Preventing laboratory-acquired Toxoplasma gondii infection: literature review and case-based post-exposure prophylaxis proposal
Diana Póvoas, Jocelyne Demengeot, Fernando Maltez

TL;DR
This paper reports a case of laboratory-acquired Toxoplasma gondii infection and proposes a post-exposure prophylaxis protocol due to lack of formal guidelines.
Contribution
The paper introduces a proposed post-exposure prophylaxis protocol for Toxoplasma gondii occupational exposure based on a clinical case and literature review.
Findings
A 30-year-old researcher experienced seroconversion after a needle puncture with a Toxoplasma gondii sample.

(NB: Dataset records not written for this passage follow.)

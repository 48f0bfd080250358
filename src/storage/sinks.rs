use std::collections::HashMap;
use std::fs::{self, OpenOptions};
use std::io::Write;
use std::path::{Path, PathBuf};

use crate::error::{Error, Result};
use crate::models::{Category, ClassifiedBatch};

/// Append-only destination for classified URLs.
pub trait SinkWriter {
    /// Appends `urls` to the sink for `category`, one per line.
    fn append(&mut self, category: Category, urls: &[String]) -> Result<()>;

    /// Appends every non-empty list of `batch` to its sink, in Content, Directory,
    /// ImageNovel order.
    fn write_batch(&mut self, batch: &ClassifiedBatch) -> Result<()> {
        for category in Category::ALL {
            let urls = batch.urls(category);
            if !urls.is_empty() {
                self.append(category, urls)?;
            }
        }
        Ok(())
    }
}

#[derive(Debug, Clone, PartialEq, Eq)]
pub struct SinkNames {
    pub content: String,
    pub directory: String,
    pub image_novel: String,
}

impl Default for SinkNames {
    fn default() -> Self {
        Self {
            content: "contentUrl.txt".to_string(),
            directory: "directoryUrl.txt".to_string(),
            image_novel: "imageNovelUrl.txt".to_string(),
        }
    }
}

impl SinkNames {
    pub fn name_for(&self, category: Category) -> &str {
        match category {
            Category::Content => &self.content,
            Category::Directory => &self.directory,
            Category::ImageNovel => &self.image_novel,
        }
    }
}

/// One text file per category inside an output directory.
///
/// Files are opened in append mode for each write and only created on the first
/// non-empty append.
pub struct FileSinks {
    dir: PathBuf,
    names: SinkNames,
}

impl FileSinks {
    pub fn new<P: AsRef<Path>>(dir: P) -> Result<Self> {
        Self::with_names(dir, SinkNames::default())
    }

    pub fn with_names<P: AsRef<Path>>(dir: P, names: SinkNames) -> Result<Self> {
        let dir = dir.as_ref().to_path_buf();
        fs::create_dir_all(&dir).map_err(|source| Error::SinkWrite {
            path: dir.clone(),
            source,
        })?;
        Ok(Self { dir, names })
    }

    pub fn path_for(&self, category: Category) -> PathBuf {
        self.dir.join(self.names.name_for(category))
    }
}

impl SinkWriter for FileSinks {
    fn append(&mut self, category: Category, urls: &[String]) -> Result<()> {
        if urls.is_empty() {
            return Ok(());
        }

        let path = self.path_for(category);
        let mut payload = urls.join("\n");
        payload.push('\n');

        let mut file = OpenOptions::new()
            .create(true)
            .append(true)
            .open(&path)
            .map_err(|source| Error::SinkWrite {
                path: path.clone(),
                source,
            })?;
        file.write_all(payload.as_bytes())
            .map_err(|source| Error::SinkWrite {
                path: path.clone(),
                source,
            })?;

        tracing::debug!("Appended {} URLs to {}", urls.len(), path.display());
        Ok(())
    }
}

/// In-process sinks, for dry runs and tests.
#[derive(Debug, Default)]
pub struct MemorySinks {
    written: HashMap<Category, Vec<String>>,
    appends: usize,
    fail_writes: bool,
}

impl MemorySinks {
    pub fn new() -> Self {
        Self::default()
    }

    /// Sinks whose every append fails, as a full disk would.
    pub fn failing() -> Self {
        Self {
            fail_writes: true,
            ..Self::default()
        }
    }

    pub fn lines(&self, category: Category) -> &[String] {
        self.written
            .get(&category)
            .map(Vec::as_slice)
            .unwrap_or(&[])
    }

    /// Number of non-empty appends received.
    pub fn appends(&self) -> usize {
        self.appends
    }
}

impl SinkWriter for MemorySinks {
    fn append(&mut self, category: Category, urls: &[String]) -> Result<()> {
        if urls.is_empty() {
            return Ok(());
        }
        if self.fail_writes {
            return Err(Error::SinkWrite {
                path: PathBuf::from(category.to_string()),
                source: std::io::Error::new(std::io::ErrorKind::Other, "sink rejected write"),
            });
        }
        self.appends += 1;
        self.written
            .entry(category)
            .or_default()
            .extend(urls.iter().cloned());
        Ok(())
    }
}

#[cfg(test)]
mod tests {
    use super::*;

    fn strings(items: &[&str]) -> Vec<String> {
        items.iter().map(|s| s.to_string()).collect()
    }

    #[test]
    fn test_file_sinks_append_across_runs() {
        let dir = tempfile::tempdir().unwrap();

        let mut sinks = FileSinks::new(dir.path()).unwrap();
        sinks.append(Category::Content, &strings(&["a", "b"])).unwrap();
        drop(sinks);

        let mut sinks = FileSinks::new(dir.path()).unwrap();
        sinks.append(Category::Content, &strings(&["c"])).unwrap();

        let content = fs::read_to_string(dir.path().join("contentUrl.txt")).unwrap();
        assert_eq!(content, "a\nb\nc\n");
    }

    #[test]
    fn test_empty_lists_create_no_files() {
        let dir = tempfile::tempdir().unwrap();
        let mut sinks = FileSinks::new(dir.path()).unwrap();

        let batch = ClassifiedBatch {
            content: strings(&["c1"]),
            directory: Vec::new(),
            image_novel: Vec::new(),
        };
        sinks.write_batch(&batch).unwrap();

        assert!(sinks.path_for(Category::Content).exists());
        assert!(!sinks.path_for(Category::Directory).exists());
        assert!(!sinks.path_for(Category::ImageNovel).exists());
    }

    #[test]
    fn test_unwritable_sink_is_sink_write_error() {
        let dir = tempfile::tempdir().unwrap();
        let names = SinkNames {
            content: "missing/contentUrl.txt".to_string(),
            ..SinkNames::default()
        };
        let mut sinks = FileSinks::with_names(dir.path(), names).unwrap();

        let err = sinks
            .append(Category::Content, &strings(&["c1"]))
            .unwrap_err();
        assert!(matches!(err, Error::SinkWrite { .. }));
    }

    #[test]
    fn test_memory_sinks() {
        let mut sinks = MemorySinks::new();
        sinks.append(Category::Directory, &strings(&["d1"])).unwrap();
        sinks.append(Category::Directory, &[]).unwrap();
        assert_eq!(sinks.lines(Category::Directory), strings(&["d1"]).as_slice());
        assert_eq!(sinks.appends(), 1);

        let mut failing = MemorySinks::failing();
        assert!(failing.append(Category::Content, &strings(&["c1"])).is_err());
    }
}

Trimethoprim-sulfamethoxazole PEP for 4 weeks was effective without symptoms.
Follow-up for 1 year showed the patient remained asymptomatic.
Abstract
Occupationally acquired cases of the intracellular parasite Toxoplasma gondii have been reported, even though there is uncertainty on which infection prevention measures should be implemented in such event. We report a clinical case of laboratory-acquired toxoplasmosis and propose a protocol for post-exposure prophylaxis, given there are no formal guidelines. In this community case study, we describe the management and prevention protocol following an occupational laboratory exposure by a healthy 30-year-old Toxoplasma-seronegative female researcher who suffered an accidental needle puncture with a sample containing a genetically modified hypervirulent Toxoplasma gondii strain. Post-exposure prophylaxis (PEP) with trimethoprim-sulfamethoxazole was implemented for 4 weeks, during which seroconversion occurred, without any accompanying symptoms. Toxoplasma IgM and IgG positivity was…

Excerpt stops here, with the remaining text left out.